WHAT THIS TASK INVOLVES: The answer must be a single number: how many lines in the entries hold the string "CreateServerOpts".

DATA PROVIDED Block Start

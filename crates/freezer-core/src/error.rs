//! Orchestration error types

use freezer_cloud::{ActionStatus, CloudError};
use std::path::PathBuf;
use thiserror::Error;

#[derive(Error, Debug)]
pub enum FreezerError {
    #[error(transparent)]
    Cloud(#[from] CloudError),

    #[error("action {action_id} status {status}: message: {message}")]
    ActionFailed {
        action_id: i64,
        status: ActionStatus,
        message: String,
    },

    #[error("wait for action {action_id} deadline reached, action status {status} ({progress}/100)")]
    DeadlineExceeded {
        action_id: i64,
        status: ActionStatus,
        progress: u8,
    },

    #[error("wait for action {action_id} was cancelled, action status {status} ({progress}/100)")]
    Cancelled {
        action_id: i64,
        status: ActionStatus,
        progress: u8,
    },

    #[error("server with name {0} not found")]
    ServerNotFound(String),

    #[error(
        "no dumps found in {}. please create a dump first running 'freeze' command",
        .0.display()
    )]
    NoDumps(PathBuf),

    #[error("server dump directory {} does not exist", .0.display())]
    DumpNotFound(PathBuf),

    #[error("invalid server dump: {0}")]
    InvalidDump(String),

    #[error("failed to read '{part}': {source}")]
    DumpRead {
        part: &'static str,
        #[source]
        source: std::io::Error,
    },

    #[error("failed to parse '{part}': {source}")]
    DumpParse {
        part: &'static str,
        #[source]
        source: serde_json::Error,
    },

    #[error("failed to write '{part}': {source}")]
    DumpWrite {
        part: &'static str,
        #[source]
        source: std::io::Error,
    },

    #[error("IO error: {0}")]
    Io(#[from] std::io::Error),

    #[error("JSON error: {0}")]
    Json(#[from] serde_json::Error),
}

pub type Result<T> = std::result::Result<T, FreezerError>;
//! Wiring shared by the commands

use crate::ServerArgs;
use anyhow::Context;
use freezer_config::{FreezerConfig, Settings};
use freezer_core::{DumpStore, Freezer, PollConfig};
use freezer_hcloud::HetznerCloud;
use std::path::PathBuf;
use std::sync::Arc;
use tokio::sync::watch;

/// Merge the command line, the config file and the defaults
pub fn load_settings(output_dir: Option<PathBuf>) -> anyhow::Result<Settings> {
    let file = FreezerConfig::discover().context("failed to load config file")?;
    let settings = Settings::resolve(&file, output_dir)?;
    tracing::debug!("Settings: {:?}", settings);
    Ok(settings)
}

/// Orchestrator for one run against the Hetzner Cloud API
pub fn build_freezer(settings: &Settings, server: &ServerArgs) -> anyhow::Result<Freezer> {
    let cloud = HetznerCloud::new(server.token.clone())?.with_endpoint(settings.endpoint.clone())?;
    let store = DumpStore::new(&settings.output_dir, server.project.clone());
    let poll = PollConfig {
        interval: settings.poll_interval,
        deadline: settings.poll_deadline,
    };

    Ok(Freezer::new(Arc::new(cloud), store)
        .with_poll_config(poll)
        .with_cancellation(cancel_on_ctrl_c()))
}

/// Receiver that turns `true` on the first Ctrl-C
fn cancel_on_ctrl_c() -> watch::Receiver<bool> {
    let (tx, rx) = watch::channel(false);
    tokio::spawn(async move {
        if tokio::signal::ctrl_c().await.is_ok() {
            tracing::warn!("Interrupted, cancelling pending wait");
            let _ = tx.send(true);
        }
    });
    rx
}
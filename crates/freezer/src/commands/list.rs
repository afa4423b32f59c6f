use colored::Colorize;
use freezer_config::Settings;
use freezer_core::{DumpStore, select_latest};

pub async fn handle(settings: &Settings, project: &str, server_name: &str) -> anyhow::Result<()> {
    let store = DumpStore::new(&settings.output_dir, project);
    let ids = store.list(server_name).await?;

    if ids.is_empty() {
        println!(
            "{}",
            format!(
                "ℹ No dumps for '{}' in {}",
                server_name,
                store.server_path(server_name).display()
            )
            .dimmed()
        );
        return Ok(());
    }

    let latest = select_latest(&ids);
    println!("{}", format!("Dumps of '{}':", server_name).bold());
    for id in &ids {
        if Some(id.as_str()) == latest {
            println!("  {} {}", id.cyan(), "(latest)".green());
        } else {
            println!("  {}", id);
        }
    }

    Ok(())
}
//! In-memory control plane for tests
//!
//! Keeps servers, floating IPs, SSH keys and images in memory, records every
//! call in order and lets tests script the states an action goes through.

use crate::action::{Action, ActionStatus};
use crate::error::{CloudError, Result};
use crate::model::{FirewallRef, FloatingIp, Image, PrimaryIpAssignment, PrivateNet, ResourceRef, Server, SshKey};
use crate::provider::{
    AttachToNetworkOpts, ControlPlane, CreateImageOpts, CreateImageResult, CreateServerOpts,
    CreateServerResult,
};
use async_trait::async_trait;
use std::collections::{HashMap, HashSet, VecDeque};
use std::net::Ipv4Addr;
use std::sync::{Mutex, MutexGuard};

/// A call received by [`FakeControlPlane`]
#[derive(Debug, Clone, PartialEq, Eq)]
pub enum Call {
    GetServerByName(String),
    ShutdownServer(i64),
    CreateImage(i64),
    ListFloatingIps,
    GetFloatingIp(i64),
    UnassignFloatingIp(i64),
    AssignFloatingIp { floating_ip: i64, server: i64 },
    UnassignPrimaryIp(i64),
    ListSshKeys,
    DeleteServer(i64),
    CreateServer(String),
    AttachToNetwork { server: i64, network: i64, ip: Ipv4Addr },
    GetAction(i64),
}

impl Call {
    /// Operation name, as used by [`FakeControlPlane::fail_on`]
    pub fn operation(&self) -> &'static str {
        match self {
            Call::GetServerByName(_) => "get_server_by_name",
            Call::ShutdownServer(_) => "shutdown_server",
            Call::CreateImage(_) => "create_image",
            Call::ListFloatingIps => "list_floating_ips",
            Call::GetFloatingIp(_) => "get_floating_ip",
            Call::UnassignFloatingIp(_) => "unassign_floating_ip",
            Call::AssignFloatingIp { .. } => "assign_floating_ip",
            Call::UnassignPrimaryIp(_) => "unassign_primary_ip",
            Call::ListSshKeys => "list_ssh_keys",
            Call::DeleteServer(_) => "delete_server",
            Call::CreateServer(_) => "create_server",
            Call::AttachToNetwork { .. } => "attach_server_to_network",
            Call::GetAction(_) => "get_action",
        }
    }
}

struct FakeState {
    next_id: i64,
    initial_status: ActionStatus,
    servers: Vec<Server>,
    floating_ips: Vec<FloatingIp>,
    ssh_keys: Vec<SshKey>,
    images: Vec<Image>,
    actions: HashMap<i64, Action>,
    scripted: HashMap<i64, VecDeque<Action>>,
    failures: HashMap<&'static str, u16>,
    deleted_floating_ips: HashSet<i64>,
    calls: Vec<Call>,
    created: Vec<CreateServerOpts>,
}

/// In-memory [`ControlPlane`]
pub struct FakeControlPlane {
    state: Mutex<FakeState>,
}

impl Default for FakeControlPlane {
    fn default() -> Self {
        Self::new()
    }
}

impl FakeControlPlane {
    pub fn new() -> Self {
        Self {
            state: Mutex::new(FakeState {
                next_id: 1000,
                initial_status: ActionStatus::Success,
                servers: Vec::new(),
                floating_ips: Vec::new(),
                ssh_keys: Vec::new(),
                images: Vec::new(),
                actions: HashMap::new(),
                scripted: HashMap::new(),
                failures: HashMap::new(),
                deleted_floating_ips: HashSet::new(),
                calls: Vec::new(),
                created: Vec::new(),
            }),
        }
    }

    pub fn with_server(self, server: Server) -> Self {
        self.state().servers.push(server);
        self
    }

    pub fn with_floating_ip(self, floating_ip: FloatingIp) -> Self {
        self.state().floating_ips.push(floating_ip);
        self
    }

    pub fn with_ssh_key(self, key: SshKey) -> Self {
        self.state().ssh_keys.push(key);
        self
    }

    /// Status of actions started by mutating calls (default: success)
    pub fn with_initial_status(self, status: ActionStatus) -> Self {
        self.state().initial_status = status;
        self
    }

    /// Answer successive polls of action `id` with `states`, repeating the last one
    pub fn script_action(&self, id: i64, states: Vec<Action>) {
        self.state().scripted.insert(id, states.into());
    }

    /// Make every call of `operation` fail with HTTP `status`
    pub fn fail_on(&self, operation: &'static str, status: u16) {
        self.state().failures.insert(operation, status);
    }

    /// Floating IP `id` keeps showing up in listings but is gone when fetched by id
    pub fn delete_floating_ip_behind_listing(&self, id: i64) {
        self.state().deleted_floating_ips.insert(id);
    }

    /// Every call received so far, in order
    pub fn calls(&self) -> Vec<Call> {
        self.state().calls.clone()
    }

    /// Calls received so far, excluding action polls
    pub fn mutations(&self) -> Vec<Call> {
        self.calls()
            .into_iter()
            .filter(|c| !matches!(c, Call::GetAction(_)))
            .collect()
    }

    pub fn count(&self, operation: &str) -> usize {
        self.calls()
            .iter()
            .filter(|c| c.operation() == operation)
            .count()
    }

    pub fn created_servers(&self) -> Vec<CreateServerOpts> {
        self.state().created.clone()
    }

    pub fn servers(&self) -> Vec<Server> {
        self.state().servers.clone()
    }

    pub fn floating_ips(&self) -> Vec<FloatingIp> {
        self.state().floating_ips.clone()
    }

    pub fn images(&self) -> Vec<Image> {
        self.state().images.clone()
    }

    fn state(&self) -> MutexGuard<'_, FakeState> {
        self.state.lock().unwrap_or_else(|e| e.into_inner())
    }

    /// Record `call` and fail it if a failure was registered for its operation
    fn record(&self, call: Call) -> Result<MutexGuard<'_, FakeState>> {
        let mut state = self.state();
        let operation = call.operation();
        tracing::debug!(?call, "fake control plane call");
        state.calls.push(call);
        if let Some(status) = state.failures.get(operation) {
            return Err(CloudError::Api {
                operation: operation.replace('_', " "),
                status: *status,
                code: None,
                message: None,
            });
        }
        Ok(state)
    }
}

impl FakeState {
    fn start_action(&mut self, command: &str) -> Action {
        self.next_id += 1;
        let action = Action::new(self.next_id, command, self.initial_status);
        self.actions.insert(action.id, action.clone());
        action
    }

    fn next_resource_id(&mut self) -> i64 {
        self.next_id += 1;
        self.next_id
    }

    fn server_mut(&mut self, id: i64) -> Result<&mut Server> {
        self.servers
            .iter_mut()
            .find(|s| s.id == id)
            .ok_or_else(|| CloudError::ResourceNotFound(format!("server {}", id)))
    }

    fn floating_ip_mut(&mut self, id: i64) -> Result<&mut FloatingIp> {
        self.floating_ips
            .iter_mut()
            .find(|f| f.id == id)
            .ok_or_else(|| CloudError::ResourceNotFound(format!("floating ip {}", id)))
    }
}

#[async_trait]
impl ControlPlane for FakeControlPlane {
    async fn get_server_by_name(&self, name: &str) -> Result<Option<Server>> {
        let state = self.record(Call::GetServerByName(name.to_string()))?;
        Ok(state.servers.iter().find(|s| s.name == name).cloned())
    }

    async fn shutdown_server(&self, server_id: i64) -> Result<Action> {
        let mut state = self.record(Call::ShutdownServer(server_id))?;
        state.server_mut(server_id)?.status = "off".to_string();
        Ok(state.start_action("shutdown_server"))
    }

    async fn create_image(&self, server_id: i64, opts: &CreateImageOpts) -> Result<CreateImageResult> {
        let mut state = self.record(Call::CreateImage(server_id))?;
        state.server_mut(server_id)?;
        let image = Image {
            id: state.next_resource_id(),
            image_type: opts.image_type.clone(),
            status: "available".to_string(),
            description: opts.description.clone(),
            ..Default::default()
        };
        state.images.push(image.clone());
        let action = state.start_action("create_image");
        Ok(CreateImageResult { image, action })
    }

    async fn list_floating_ips(&self) -> Result<Vec<FloatingIp>> {
        let state = self.record(Call::ListFloatingIps)?;
        Ok(state.floating_ips.clone())
    }

    async fn get_floating_ip(&self, id: i64) -> Result<Option<FloatingIp>> {
        let state = self.record(Call::GetFloatingIp(id))?;
        if state.deleted_floating_ips.contains(&id) {
            return Ok(None);
        }
        Ok(state.floating_ips.iter().find(|f| f.id == id).cloned())
    }

    async fn unassign_floating_ip(&self, id: i64) -> Result<Action> {
        let mut state = self.record(Call::UnassignFloatingIp(id))?;
        state.floating_ip_mut(id)?.server = None;
        Ok(state.start_action("unassign_floating_ip"))
    }

    async fn assign_floating_ip(&self, id: i64, server_id: i64) -> Result<Action> {
        let mut state = self.record(Call::AssignFloatingIp {
            floating_ip: id,
            server: server_id,
        })?;
        state.server_mut(server_id)?;
        state.floating_ip_mut(id)?.server = Some(server_id);
        Ok(state.start_action("assign_floating_ip"))
    }

    async fn unassign_primary_ip(&self, id: i64) -> Result<Action> {
        let mut state = self.record(Call::UnassignPrimaryIp(id))?;
        for server in state.servers.iter_mut() {
            if server.public_net.ipv4_id() == Some(id) {
                server.public_net.ipv4 = None;
            }
            if server.public_net.ipv6_id() == Some(id) {
                server.public_net.ipv6 = None;
            }
        }
        Ok(state.start_action("unassign_primary_ip"))
    }

    async fn list_ssh_keys(&self) -> Result<Vec<SshKey>> {
        let state = self.record(Call::ListSshKeys)?;
        Ok(state.ssh_keys.clone())
    }

    async fn delete_server(&self, server_id: i64) -> Result<Action> {
        let mut state = self.record(Call::DeleteServer(server_id))?;
        state.server_mut(server_id)?;
        state.servers.retain(|s| s.id != server_id);
        Ok(state.start_action("delete_server"))
    }

    async fn create_server(&self, opts: &CreateServerOpts) -> Result<CreateServerResult> {
        let mut state = self.record(Call::CreateServer(opts.name.clone()))?;
        let id = state.next_resource_id();
        let mut server = Server {
            id,
            name: opts.name.clone(),
            status: "running".to_string(),
            server_type: ResourceRef::new(opts.server_type),
            datacenter: ResourceRef::new(opts.datacenter.unwrap_or_default()),
            placement_group: opts.placement_group.map(ResourceRef::new),
            labels: opts.labels.clone(),
            volumes: opts.volumes.clone(),
            ..Default::default()
        };
        server.public_net.ipv4 = opts.public_net.ipv4.map(|id| PrimaryIpAssignment {
            id,
            ..Default::default()
        });
        server.public_net.ipv6 = opts.public_net.ipv6.map(|id| PrimaryIpAssignment {
            id,
            ..Default::default()
        });
        server.public_net.firewalls = opts
            .firewalls
            .iter()
            .map(|id| FirewallRef {
                id: *id,
                status: "applied".to_string(),
            })
            .collect();
        state.servers.push(server.clone());
        state.created.push(opts.clone());
        let action = state.start_action("create_server");
        Ok(CreateServerResult { server, action })
    }

    async fn attach_server_to_network(
        &self,
        server_id: i64,
        opts: &AttachToNetworkOpts,
    ) -> Result<Action> {
        let mut state = self.record(Call::AttachToNetwork {
            server: server_id,
            network: opts.network,
            ip: opts.ip,
        })?;
        state.server_mut(server_id)?.private_net.push(PrivateNet {
            network: opts.network,
            ip: opts.ip.to_string(),
            alias_ips: Vec::new(),
        });
        Ok(state.start_action("attach_to_network"))
    }

    async fn get_action(&self, id: i64) -> Result<Action> {
        let mut state = self.record(Call::GetAction(id))?;
        if let Some(queue) = state.scripted.get_mut(&id) {
            let next = if queue.len() > 1 {
                queue.pop_front()
            } else {
                queue.front().cloned()
            };
            if let Some(action) = next {
                return Ok(action);
            }
        }
        match state.actions.get(&id) {
            Some(action) => Ok(Action::new(action.id, action.command.clone(), ActionStatus::Success)),
            None => Err(CloudError::Api {
                operation: "get action".to_string(),
                status: 404,
                code: Some("not_found".to_string()),
                message: Some(format!("action {} not found", id)),
            }),
        }
    }
}

#[cfg(test)]
mod tests {
    use super::*;

    /// Scripted action states repeat the last one
    #[tokio::test]
    async fn test_scripted_action_repeats_last_state() {
        let cloud = FakeControlPlane::new();
        cloud.script_action(
            7,
            vec![
                Action::new(7, "create_image", ActionStatus::Running),
                Action::new(7, "create_image", ActionStatus::Success),
            ],
        );

        assert_eq!(cloud.get_action(7).await.unwrap().status, ActionStatus::Running);
        assert_eq!(cloud.get_action(7).await.unwrap().status, ActionStatus::Success);
        assert_eq!(cloud.get_action(7).await.unwrap().status, ActionStatus::Success);
        assert_eq!(cloud.count("get_action"), 3);
    }

    /// Registered failures are returned and recorded
    #[tokio::test]
    async fn test_registered_failure() {
        let cloud = FakeControlPlane::new();
        cloud.fail_on("list_ssh_keys", 503);

        let err = cloud.list_ssh_keys().await.unwrap_err();
        assert!(matches!(err, CloudError::Api { status: 503, .. }));
        assert_eq!(cloud.calls(), vec![Call::ListSshKeys]);
    }

    /// A floating IP deleted after listing is listed but not found by id
    #[tokio::test]
    async fn test_floating_ip_deleted_behind_listing() {
        let cloud = FakeControlPlane::new().with_floating_ip(FloatingIp {
            id: 1,
            ip: "10.0.0.5".to_string(),
            server: Some(42),
            ..Default::default()
        });
        cloud.delete_floating_ip_behind_listing(1);

        assert_eq!(cloud.list_floating_ips().await.unwrap().len(), 1);
        assert_eq!(cloud.get_floating_ip(1).await.unwrap(), None);
    }
}
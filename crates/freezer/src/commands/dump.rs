use crate::ServerArgs;
use crate::context;
use colored::Colorize;
use freezer_config::Settings;

pub async fn handle(settings: &Settings, server: &ServerArgs) -> anyhow::Result<()> {
    println!(
        "{}",
        format!("Dumping server '{}'...", server.server_name).yellow()
    );

    let freezer = context::build_freezer(settings, server)?;
    let dump_id = freezer.create_server_dump(&server.server_name).await?;

    println!();
    println!(
        "{}",
        format!("✓ '{}' dumped", server.server_name).green().bold()
    );
    println!("  dump id: {}", dump_id.cyan());

    Ok(())
}
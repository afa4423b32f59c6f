//! Portable server dumps
//!
//! A dump captures everything needed to recreate a server: its
//! configuration, the floating IPs pointing at it, the project's SSH keys and
//! the snapshot image of its disk. Dumps live under
//! `{root}/{project}/{server}/{dump_id}/` as four independent JSON files.

mod store;

pub use store::{DumpStore, select_latest};

use chrono::Utc;
use freezer_cloud::{FloatingIp, Image, Server, SshKey};
use serde::{Deserialize, Serialize};

/// Default dump root, relative to the working directory
pub const DEFAULT_OUTPUT_DIR: &str = "output";

/// Snapshot of one server's configuration at freeze time
#[derive(Debug, Clone, Default, PartialEq, Eq, Serialize, Deserialize)]
pub struct ServerDump {
    pub server: Server,
    pub floating_ips: Vec<FloatingIp>,
    pub ssh_keys: Vec<SshKey>,
    pub snapshot: Image,
}

/// One of the files a dump is made of
#[derive(Debug, Clone, Copy, PartialEq, Eq)]
pub enum DumpPart {
    Server,
    FloatingIps,
    SshKeys,
    Snapshot,
}

impl DumpPart {
    pub const ALL: [DumpPart; 4] = [
        DumpPart::Server,
        DumpPart::FloatingIps,
        DumpPart::SshKeys,
        DumpPart::Snapshot,
    ];

    pub fn name(&self) -> &'static str {
        match self {
            DumpPart::Server => "server",
            DumpPart::FloatingIps => "floatingIPs",
            DumpPart::SshKeys => "sshKeys",
            DumpPart::Snapshot => "snapshot",
        }
    }

    pub fn file_name(&self) -> String {
        format!("{}.json", self.name())
    }
}

impl std::fmt::Display for DumpPart {
    fn fmt(&self, f: &mut std::fmt::Formatter<'_>) -> std::fmt::Result {
        write!(f, "{}", self.name())
    }
}

/// Generate a new dump id from the current time in nanoseconds
pub fn new_dump_id() -> String {
    let now = Utc::now();
    match now.timestamp_nanos_opt() {
        Some(nanos) => nanos.to_string(),
        None => now.timestamp_micros().to_string(),
    }
}
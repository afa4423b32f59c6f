//! Freezer control plane abstraction
//!
//! This crate defines the remote capability surface the freeze/unfreeze
//! engine drives, together with the resource model shared by API clients
//! and server dumps.
//!
//! # Architecture
//!
//! ```text
//! ┌─────────────────────────────────────────────────┐
//! │                  freezer CLI                     │
//! │         (freeze / unfreeze / dump / list)        │
//! └─────────────────┬───────────────────────────────┘
//!                   │
//! ┌─────────────────▼───────────────────────────────┐
//! │                freezer-core                      │
//! │  waiter · capture · freeze · unfreeze · dumps    │
//! └─────────────────┬───────────────────────────────┘
//!                   │  trait ControlPlane { ... }
//! ┌─────────────────▼───────────────────────────────┐
//! │                freezer-cloud                     │
//! └───────┬─────────────────────────┬───────────────┘
//!         │                         │
//! ┌───────▼───────┐         ┌───────▼───────┐
//! │ freezer-hcloud│         │  FakeControl  │
//! │  (HTTP API)   │         │  Plane (test) │
//! └───────────────┘         └───────────────┘
//! ```

pub mod action;
pub mod error;
#[cfg(any(test, feature = "test-utils"))]
pub mod fake;
pub mod model;
pub mod provider;

// Re-exports
pub use action::{Action, ActionError, ActionStatus};
pub use error::{CloudError, Result, ensure_success};
pub use model::{
    FirewallRef, FloatingIp, Image, PrimaryIpAssignment, PrivateNet, PublicNet, ResourceRef,
    Server, SshKey,
};
pub use provider::{
    AttachToNetworkOpts, ControlPlane, CreateImageOpts, CreateImageResult, CreatePublicNet,
    CreateServerOpts, CreateServerResult,
};
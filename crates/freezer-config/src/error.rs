use std::path::PathBuf;
use thiserror::Error;

#[derive(Error, Debug)]
pub enum ConfigError {
    #[error("config directory not found")]
    ConfigDirNotFound,

    #[error("failed to parse config file {}: {source}", path.display())]
    Parse {
        path: PathBuf,
        #[source]
        source: serde_yaml::Error,
    },

    #[error("invalid config value for {field}: {message}")]
    InvalidValue {
        field: &'static str,
        message: String,
    },

    #[error("IO error: {0}")]
    Io(#[from] std::io::Error),
}

pub type Result<T> = std::result::Result<T, ConfigError>;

DATA PROVIDED Block End

SOLUTION TO THIS PROBLEM: 5